T32A-01:
Electrical resistivity structure of the Trans-North China Orogen: implications for lithospheric deformation history
Wednesday, 17 December 2014: 10:20 AM
Yaotian Yin, Wenbo Wei, Sheng Jin and Gaofeng Ye, China Univ. of Geosciences, Beijing, China
Abstract:
The North China Craton (NCC) is composed of the Eastern Block (WB) and Western Block (EB) amalgamated along the Central Orogenic Belt (Trans-North China Orogen, TNCO). A magnetotelluric (MT) profile crossing the eastern margin of WB, southern TNCO and western margin of EB, combined with a subset of SinoProbe MT array near this profile is used in our study. Dimensionality analysis indicates that (a) the resistivity structure is nearly 2-D with geoelectric strike directions varying in different tectonic units, and that (b) electrical anisotropy may exist in the mid-lower crust beneath the Shanxi Rift and Qinshui Basin. Isotropic and anisotropic 2-D inversion and isotropic 3-D inversions have been conducted.

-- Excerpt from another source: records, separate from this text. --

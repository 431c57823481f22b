use std::net::SocketAddr;
use std::sync::Arc;

use axum::{
    extract::{ConnectInfo, Request, State},
    http::StatusCode,
    Json,
};
use chrono::Utc;

use crate::{
    error::WaitlistError,
    handlers::waitlist_dtos::{SignupRequest, SignupResponse},
    models::signup_models::{NewSignup, RegisterOutcome},
    repositories::ledger::LedgerError,
    utils::{
        email_utils::{is_valid_email, normalize_email},
        request_meta::{client_address, user_agent},
    },
    AppState,
};

/// Upper bound on a signup body; a real one is well under 1 KiB.
const MAX_BODY_BYTES: usize = 16 * 1024;

pub async fn health_check() -> &'static str {
    "OK"
}

/// Answers CORS pre-flight requests that reach the handler with an empty 200.
pub async fn preflight() -> StatusCode {
    StatusCode::OK
}

pub async fn method_not_allowed(request: Request) -> WaitlistError {
    tracing::warn!("Rejected {} request to {}", request.method(), request.uri().path());
    WaitlistError::MethodNotAllowed
}

/// `POST /api/waitlist`: validates the email, then registers it in the ledger.
pub async fn join_waitlist(
    State(state): State<Arc<AppState>>,
    request: Request,
) -> Result<Json<SignupResponse>, WaitlistError> {
    let peer = request
        .extensions()
        .get::<ConnectInfo<SocketAddr>>()
        .map(|ConnectInfo(addr)| *addr);
    let client_address = client_address(request.headers(), peer);
    let agent_string = user_agent(request.headers());

    let body = axum::body::to_bytes(request.into_body(), MAX_BODY_BYTES)
        .await
        .map_err(|e| {
            tracing::warn!("Could not read waitlist body from {}: {}", client_address, e);
            WaitlistError::EmailRequired
        })?;
    let signup_req: SignupRequest = serde_json::from_slice(&body).map_err(|e| {
        tracing::warn!("Unparseable waitlist body from {}: {}", client_address, e);
        WaitlistError::EmailRequired
    })?;

    let raw_email = match signup_req.email.as_deref().map(str::trim) {
        Some(email) if !email.is_empty() => email.to_string(),
        _ => {
            tracing::warn!("Waitlist submission from {} without email", client_address);
            return Err(WaitlistError::EmailRequired);
        }
    };
    let email = normalize_email(&raw_email);
    if !is_valid_email(&email) {
        tracing::warn!("Invalid email format: {:?}", raw_email);
        return Err(WaitlistError::InvalidEmail);
    }

    let source = signup_req
        .source
        .map(|s| s.trim().to_string())
        .filter(|s| !s.is_empty())
        .unwrap_or_else(|| state.default_source.clone());
    let signup = NewSignup {
        email: email.clone(),
        source,
        client_address,
        agent_string,
    };

    let ledger = state.ledger.clone();
    let outcome = tokio::task::spawn_blocking(move || ledger.register(signup, Utc::now()))
        .await
        .map_err(|e| {
            tracing::error!("Waitlist ledger task failed: {}", e);
            WaitlistError::Unavailable
        })?;

    match outcome {
        Ok(RegisterOutcome::AlreadyExists) => {
            tracing::info!("Email {} is already on the waitlist", email);
            Ok(Json(SignupResponse::already_on_list()))
        }
        Ok(RegisterOutcome::Appended { record, position }) => {
            tracing::info!("New waitlist signup {} at position {} (source: {})", email, position, record.source);
            state.notifier.notify_signup(&record, position);
            Ok(Json(SignupResponse::welcome(position, record.submitted_at)))
        }
        Err(LedgerError::CapacityExceeded { size, limit }) => {
            tracing::error!(
                "Waitlist ledger is full ({} of {} bytes), rejected {}. Rotate the ledger file.",
                size,
                limit,
                email
            );
            Err(WaitlistError::Unavailable)
        }
        Err(e) => {
            tracing::error!("Failed to store waitlist signup for {}: {}", email, e);
            Err(WaitlistError::Unavailable)
        }
    }
}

The most significant resistivity features in the inversion models are a series of mid-lower crustal sub-horizontal blob-like conductors beneath Shanxi Rift and an east-dipping conductor extending from mid crust to a depth greater than 150 km beneath the southern Taihang Mountains. Inversions show that the crustal conductor series may represent an anisotropic layer, likely caused by conductive materials filling a network of fractures with preferred spatial orientation. The dipping conductor may represent a conduit of hot asthenospheric materials transporting upwards, which is interpreted to the leading edge of the eastward escape mantle flow caused by Indian-Asia collision. The hot materials are inferred to be resulted from the westward mantle convection associated with the westward subducting Pacific Slab, going upward into the mid-lower crustal detachment zone and heat the rock, generating partial melts filling the fractures beneath Shanxi rift. The rift system is believed to be associated with NW–SE-trending extensional stress field resulted from the rapid convergence of India–Eurasia. Thus, conclusion can be drawn that the deformation of the lithosphere beneath NCC, especially the TNCO, may be a far-field effect of Indian-Asia collision.